Youths in the juvenile justice system have many difficulties related to education.
SOURCE: U.S. Office of Juvenile Justice and Delinquency Prevention
On any given day, 70,000 students are in custody in juvenile-justice systems across the country. Nearly two-thirds of those young people are either African-American or Hispanic, and an even higher percentage are male. Those systems, though, may be doing more educational harm than good, according to the report.
Once in the programs, the report says, students made very little academic progress—a situation particularly taxing to students in such facilities for longer periods of time. Fewer than half of “longer term” high school students (those enrolled for at least 90 days) earned one or more course credits while attending juvenile-justice schools. Only about 25 percent of those students were on track to re-enter public schools.
According to federal reports mentioned in the study, only 15 percent of all students in juvenile-justice facilities, and 26 percent of longer-term students, improved to some extent in reading during their custody. In the Southern states, that proportion was 9 percent.
And just 9 percent of students ages 16 to 21 in such facilities were on track to earn a GED credential or high school diploma. Two percent were accepted and enrolled at a two- or four-year college.
Nearly a third of the individuals in juvenile-justice facilities who were tested were diagnosed with learning disabilities, though fewer than 25 percent received special education services and supports to address those disabilities, according to the report.
Racial Disparities
The report also notes that a disproportionate number of the students are male and members of minority groups. In 2010, two-thirds of the young people in custody in the United States were youths of color: 41 percent African-American and 22 percent Hispanic. Eighty-seven percent were male.
The racial and ethnic disparities were even starker in the South, which had a higher percentage of African-American and Hispanic youths than the country as a whole. Of all African-American youths housed in juvenile-justice facilities in the country, 41 percent were located in 15 Southern states. Twenty-one percent of all Hispanic youths housed in juvenile-justice systems in the country were in the South.
The report notes that students who had been suspended or expelled from school were more likely to enter a juvenile-justice program.
Federal data on student suspensions and expulsions show minority students are also disproportionately suspended and expelled from public schools.
Adding to the grimness of the picture for juvenile offenders, some studies, cited in the report, show that as many as 70 percent to 80 percent of all individuals who are released from residential juvenile-justice facilities will return to jail after two to three years.
“The better we could get at keeping kids in school in the first place, at bringing down suspension rates and improving discipline policies and practices,” said Mr.

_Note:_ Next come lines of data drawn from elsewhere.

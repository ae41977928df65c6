//! Item list rendering.
//!
//! One line per sighted item: trend glyph, combined kanji/reading label and
//! translation, colored by intensity.

use super::constants::LABEL_WIDTH;
use super::styles::{intensity_style, latest_style, trend_glyph, ColorConfig};
use crate::model::{FieldList, PaletteSize};
use crate::view_state::{RenderOrder, ViewEntry};
use ratatui::{
    layout::Rect,
    text::{Line, Span},
    widgets::Paragraph,
    Frame,
};
use unicode_width::{UnicodeWidthChar, UnicodeWidthStr};

/// Pad or truncate `text` to exactly `width` display columns.
///
/// Wide characters that would straddle the boundary are dropped and the gap
/// filled with spaces.
pub fn fit_width(text: &str, width: usize) -> String {
    let mut out = String::with_capacity(width);
    let mut used = 0;
    for ch in text.chars() {
        let w = ch.width().unwrap_or(0);
        if used + w > width {
            break;
        }
        out.push(ch);
        used += w;
    }
    out.extend(std::iter::repeat(' ').take(width - used));
    debug_assert_eq!(out.width(), width);
    out
}

/// Entries that fit in `height` lines.
///
/// First-seen order grows downward, so the newest lines (the tail) stay
/// visible. Newest-first order shows the head.
pub fn visible_entries<'a>(
    entries: &'a [&'a ViewEntry],
    order: RenderOrder,
    height: usize,
) -> &'a [&'a ViewEntry] {
    if entries.len() <= height {
        return entries;
    }
    match order {
        RenderOrder::FirstSeen => &entries[entries.len() - height..],
        RenderOrder::NewestFirst => &entries[..height],
    }
}

/// Line for a single entry.
pub fn item_line(
    entry: &ViewEntry,
    palette: PaletteSize,
    colors: ColorConfig,
    is_latest: bool,
) -> Line<'static> {
    let fields = FieldList::decode(entry.key().as_str());
    let mut style = intensity_style(entry.intensity(), palette, colors);
    if is_latest {
        style = latest_style(style);
    }
    Line::from(vec![
        Span::raw(format!("{} ", trend_glyph(entry.last_step()))),
        Span::styled(
            format!(
                "{} {}",
                fit_width(fields.combined(), LABEL_WIDTH),
                fields.translation()
            ),
            style,
        ),
    ])
}

/// Render the visible part of `entries` into `area`.
pub fn render_list(
    frame: &mut Frame,
    area: Rect,
    entries: &[&ViewEntry],
    order: RenderOrder,
    latest: Option<usize>,
    palette: PaletteSize,
    colors: ColorConfig,
) {
    let visible = visible_entries(entries, order, usize::from(area.height));
    let lines: Vec<Line> = visible
        .iter()
        .map(|entry| item_line(entry, palette, colors, latest == Some(entry.ordinal())))
        .collect();
    frame.render_widget(Paragraph::new(lines), area);
}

McGuire, “the more likely kids will be to complete their high school degrees and find opportunities in postsecondary education, and the less likely it is that they will land in the criminal-justice system in the first place.”
Cost Comparisons
Juvenile-justice systems are more expensive than keeping teenagers in school.
For example, in Georgia, a special commission on juvenile-justice reform estimated that the cost of each placement in a state facility averaged from $88,000 to $91,000 per year. The annual average cost in Louisiana was $119,073, according to a 2009 audit report. In Virginia, it was an estimated at $101,037 annually, and in Tennessee, the average cost was $92,060, according to data from the states.

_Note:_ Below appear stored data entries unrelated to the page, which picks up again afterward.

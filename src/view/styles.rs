//! Intensity palette and fixed styles.
//!
//! Styling is computed per call from the intensity level; there is no shared
//! mutable style object.

use crate::model::{IntensityLevel, PaletteSize, StepDirection};
use ratatui::style::{Color, Modifier, Style};

// ===== ColorConfig =====

/// Configuration for color output.
///
/// Determines whether colors should be enabled or disabled based on:
/// - `--no-color` CLI flag
/// - `NO_COLOR` environment variable
#[derive(Debug, Clone, Copy, PartialEq, Eq)]
pub struct ColorConfig {
    enabled: bool,
}

impl ColorConfig {
    /// Explicitly enabled or disabled colors.
    pub fn new(enabled: bool) -> Self {
        Self { enabled }
    }

    /// Create a ColorConfig from CLI args and environment.
    ///
    /// Priority (first match wins):
    /// 1. `--no-color` flag (disables colors)
    /// 2. `NO_COLOR` env var (any value disables colors)
    /// 3. Default: colors enabled
    pub fn from_env_and_args(no_color_flag: bool) -> Self {
        let enabled = !no_color_flag && std::env::var_os("NO_COLOR").is_none();
        Self { enabled }
    }

    /// Check if colors are enabled.
    pub fn colors_enabled(self) -> bool {
        self.enabled
    }
}

// ===== Palette =====

/// Gradient stops: least favorable, middle, most favorable.
const GRADIENT: [(u8, u8, u8); 3] = [(0xc0, 0x39, 0x2b), (0xf3, 0x9c, 0x12), (0x27, 0xae, 0x60)];

/// Foreground used on colored backgrounds.
const TEXT: Color = Color::Rgb(0xfa, 0xfa, 0xfa);

/// Title bar background.
const TITLE_BACKGROUND: Color = Color::Rgb(0x24, 0x00, 0x1e);

/// Color of `level` in a palette of `palette` colors.
///
/// Index 0 is the least favorable color, `size - 1` the most favorable.
/// Levels above the maximum are clamped.
pub fn palette_color(level: IntensityLevel, palette: PaletteSize) -> Color {
    let max = u32::from(palette.max_level().get());
    let level = u32::from(level.get()).min(max);

    // Position along the two-segment gradient, scaled to 0..=2*max.
    let scaled = level * 2;
    let (from, to, num) = if scaled <= max {
        (GRADIENT[0], GRADIENT[1], scaled)
    } else {
        (GRADIENT[1], GRADIENT[2], scaled - max)
    };

    let mix = |a: u8, b: u8| -> u8 {
        let a = i64::from(a);
        let b = i64::from(b);
        let value = a + (b - a) * i64::from(num) / i64::from(max);
        value.clamp(0, 255) as u8
    };
    Color::Rgb(mix(from.0, to.0), mix(from.1, to.1), mix(from.2, to.2))
}

/// Style of an item line at `level`.
pub fn intensity_style(level: IntensityLevel, palette: PaletteSize, colors: ColorConfig) -> Style {
    if colors.colors_enabled() {
        Style::default()
            .fg(TEXT)
            .bg(palette_color(level, palette))
            .add_modifier(Modifier::BOLD)
    } else {
        Style::default()
    }
}

/// Extra emphasis for the item touched by the latest tick.
pub fn latest_style(base: Style) -> Style {
    base.add_modifier(Modifier::REVERSED)
}

/// Style of the title bar.
pub fn title_style(colors: ColorConfig) -> Style {
    if colors.colors_enabled() {
        Style::default()
            .fg(TEXT)
            .bg(TITLE_BACKGROUND)
            .add_modifier(Modifier::BOLD)
    } else {
        Style::default().add_modifier(Modifier::BOLD)
    }
}

/// Style of the status bar.
pub fn status_style(colors: ColorConfig) -> Style {
    if colors.colors_enabled() {
        Style::default().fg(Color::Gray)
    } else {
        Style::default()
    }
}

/// Glyph shown before an item for its latest intensity change.
pub fn trend_glyph(step: StepDirection) -> &'static str {
    match step {
        StepDirection::Up => "▲",
        StepDirection::Down => "▼",
        StepDirection::Hold => "·",
    }
}

// ===== Tests =====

But the costs, both fiscal and societal, are more than those numbers suggest, argues the Southern Education Foundation report. Those numbers usually do not include costs for local police, social service agencies, juvenile-court judges and court personnel, public defenders’ offices, and support personnel who are involved through the arrest, referral, intake, screening, and evaluation processes.
“These are still kids,” said Mr. McGuire. “Education needs to become a much bigger focus in these detention centers, because that’s the pathway to participation in the economy and society. It costs way too much for us to not figure out how to do that.”